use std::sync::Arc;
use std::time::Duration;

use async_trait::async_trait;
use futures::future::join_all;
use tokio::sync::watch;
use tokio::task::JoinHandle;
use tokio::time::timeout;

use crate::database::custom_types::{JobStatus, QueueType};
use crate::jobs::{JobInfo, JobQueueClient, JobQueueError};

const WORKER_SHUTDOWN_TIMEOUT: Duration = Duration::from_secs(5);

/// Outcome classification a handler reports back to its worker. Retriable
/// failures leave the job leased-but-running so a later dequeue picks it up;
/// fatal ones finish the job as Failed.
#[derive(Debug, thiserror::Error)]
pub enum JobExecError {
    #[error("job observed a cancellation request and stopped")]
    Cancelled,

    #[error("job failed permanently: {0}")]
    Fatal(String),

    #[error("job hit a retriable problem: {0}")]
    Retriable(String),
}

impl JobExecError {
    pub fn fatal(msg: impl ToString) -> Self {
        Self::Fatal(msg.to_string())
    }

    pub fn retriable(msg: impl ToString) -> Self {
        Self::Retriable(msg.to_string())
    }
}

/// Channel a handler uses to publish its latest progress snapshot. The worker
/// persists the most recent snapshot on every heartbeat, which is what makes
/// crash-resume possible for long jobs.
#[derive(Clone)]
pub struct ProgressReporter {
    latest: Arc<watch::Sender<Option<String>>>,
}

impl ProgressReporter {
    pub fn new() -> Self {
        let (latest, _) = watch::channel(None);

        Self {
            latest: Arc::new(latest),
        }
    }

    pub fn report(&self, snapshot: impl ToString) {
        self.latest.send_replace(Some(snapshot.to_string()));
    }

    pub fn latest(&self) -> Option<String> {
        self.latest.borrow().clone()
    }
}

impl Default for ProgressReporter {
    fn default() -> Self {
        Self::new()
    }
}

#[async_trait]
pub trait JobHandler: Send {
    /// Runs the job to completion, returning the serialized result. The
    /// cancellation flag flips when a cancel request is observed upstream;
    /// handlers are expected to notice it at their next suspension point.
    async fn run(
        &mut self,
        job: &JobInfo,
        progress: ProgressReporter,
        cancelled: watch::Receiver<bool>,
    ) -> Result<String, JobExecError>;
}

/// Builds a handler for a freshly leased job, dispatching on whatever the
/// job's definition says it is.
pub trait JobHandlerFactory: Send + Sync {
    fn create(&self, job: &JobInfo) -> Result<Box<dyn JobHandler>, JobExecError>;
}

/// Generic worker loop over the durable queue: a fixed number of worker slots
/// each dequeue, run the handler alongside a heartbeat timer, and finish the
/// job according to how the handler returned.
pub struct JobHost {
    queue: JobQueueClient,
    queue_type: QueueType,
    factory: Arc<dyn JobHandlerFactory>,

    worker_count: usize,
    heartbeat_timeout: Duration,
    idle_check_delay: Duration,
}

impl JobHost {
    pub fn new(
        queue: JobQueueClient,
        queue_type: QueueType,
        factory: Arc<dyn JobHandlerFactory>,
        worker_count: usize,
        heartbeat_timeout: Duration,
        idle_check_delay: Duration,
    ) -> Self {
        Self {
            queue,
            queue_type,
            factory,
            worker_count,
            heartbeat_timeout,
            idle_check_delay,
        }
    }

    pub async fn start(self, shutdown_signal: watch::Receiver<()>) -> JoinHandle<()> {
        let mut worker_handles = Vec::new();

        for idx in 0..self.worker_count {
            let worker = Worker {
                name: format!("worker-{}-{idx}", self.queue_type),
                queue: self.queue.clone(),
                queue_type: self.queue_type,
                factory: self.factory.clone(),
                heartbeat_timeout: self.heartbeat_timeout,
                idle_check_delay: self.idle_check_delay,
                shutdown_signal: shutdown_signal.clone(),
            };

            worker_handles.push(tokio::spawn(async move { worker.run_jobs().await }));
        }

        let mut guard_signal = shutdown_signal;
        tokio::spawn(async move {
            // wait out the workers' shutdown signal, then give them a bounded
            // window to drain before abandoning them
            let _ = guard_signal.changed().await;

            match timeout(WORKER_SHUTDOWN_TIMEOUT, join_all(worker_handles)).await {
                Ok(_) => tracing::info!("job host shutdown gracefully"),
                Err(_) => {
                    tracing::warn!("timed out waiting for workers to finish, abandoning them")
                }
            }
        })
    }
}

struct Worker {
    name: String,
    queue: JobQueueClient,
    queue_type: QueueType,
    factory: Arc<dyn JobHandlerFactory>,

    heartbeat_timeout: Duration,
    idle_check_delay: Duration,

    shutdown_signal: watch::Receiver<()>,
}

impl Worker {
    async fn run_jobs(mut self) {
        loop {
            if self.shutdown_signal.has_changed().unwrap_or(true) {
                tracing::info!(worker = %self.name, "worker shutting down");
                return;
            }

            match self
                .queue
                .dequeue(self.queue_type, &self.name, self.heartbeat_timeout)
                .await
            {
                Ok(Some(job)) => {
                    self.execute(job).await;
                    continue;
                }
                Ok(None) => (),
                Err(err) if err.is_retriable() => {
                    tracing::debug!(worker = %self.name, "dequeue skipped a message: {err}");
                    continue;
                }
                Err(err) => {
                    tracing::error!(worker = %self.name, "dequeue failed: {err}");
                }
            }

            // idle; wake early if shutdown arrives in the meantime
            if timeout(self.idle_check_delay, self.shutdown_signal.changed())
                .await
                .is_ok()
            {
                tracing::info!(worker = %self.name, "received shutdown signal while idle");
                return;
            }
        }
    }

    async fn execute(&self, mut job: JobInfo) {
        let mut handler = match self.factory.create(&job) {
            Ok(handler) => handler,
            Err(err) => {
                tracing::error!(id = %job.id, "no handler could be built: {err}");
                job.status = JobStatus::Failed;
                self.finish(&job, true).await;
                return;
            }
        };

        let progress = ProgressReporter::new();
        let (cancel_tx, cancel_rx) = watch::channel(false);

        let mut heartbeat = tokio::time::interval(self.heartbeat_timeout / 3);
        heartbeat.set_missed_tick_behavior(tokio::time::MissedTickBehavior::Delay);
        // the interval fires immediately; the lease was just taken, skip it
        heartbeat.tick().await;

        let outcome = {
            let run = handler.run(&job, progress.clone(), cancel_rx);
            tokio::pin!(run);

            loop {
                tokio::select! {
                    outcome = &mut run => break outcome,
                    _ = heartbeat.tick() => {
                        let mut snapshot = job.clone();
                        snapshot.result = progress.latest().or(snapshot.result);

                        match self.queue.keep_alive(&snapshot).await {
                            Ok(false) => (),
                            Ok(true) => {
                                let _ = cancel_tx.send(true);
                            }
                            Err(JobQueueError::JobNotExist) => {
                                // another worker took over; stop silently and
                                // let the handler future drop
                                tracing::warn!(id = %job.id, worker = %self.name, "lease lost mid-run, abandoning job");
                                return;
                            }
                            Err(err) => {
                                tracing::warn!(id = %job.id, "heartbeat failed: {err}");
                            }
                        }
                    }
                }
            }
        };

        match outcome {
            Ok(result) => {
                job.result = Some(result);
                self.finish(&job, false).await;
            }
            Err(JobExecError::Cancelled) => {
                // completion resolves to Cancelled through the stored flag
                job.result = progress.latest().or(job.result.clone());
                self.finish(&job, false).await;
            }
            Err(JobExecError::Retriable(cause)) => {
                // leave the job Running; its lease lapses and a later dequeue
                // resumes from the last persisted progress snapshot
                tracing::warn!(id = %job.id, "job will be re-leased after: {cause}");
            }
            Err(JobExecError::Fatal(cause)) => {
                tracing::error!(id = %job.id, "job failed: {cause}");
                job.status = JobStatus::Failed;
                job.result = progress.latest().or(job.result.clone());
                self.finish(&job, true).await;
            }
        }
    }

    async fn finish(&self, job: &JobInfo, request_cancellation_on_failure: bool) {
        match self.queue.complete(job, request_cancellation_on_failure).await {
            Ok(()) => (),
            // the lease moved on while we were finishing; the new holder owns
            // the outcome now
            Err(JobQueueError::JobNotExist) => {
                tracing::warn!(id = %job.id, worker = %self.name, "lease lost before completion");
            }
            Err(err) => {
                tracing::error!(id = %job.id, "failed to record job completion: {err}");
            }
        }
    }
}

> _Instructions to follow_:
Please return all lines in the material above that include the word "true".

> _Exercise response_:
            if self.shutdown_signal.has_changed().unwrap_or(true) {
                self.finish(&job, true).await;
                            Ok(true) => {
                                let _ = cancel_tx.send(true);
                self.finish(&job, true).await;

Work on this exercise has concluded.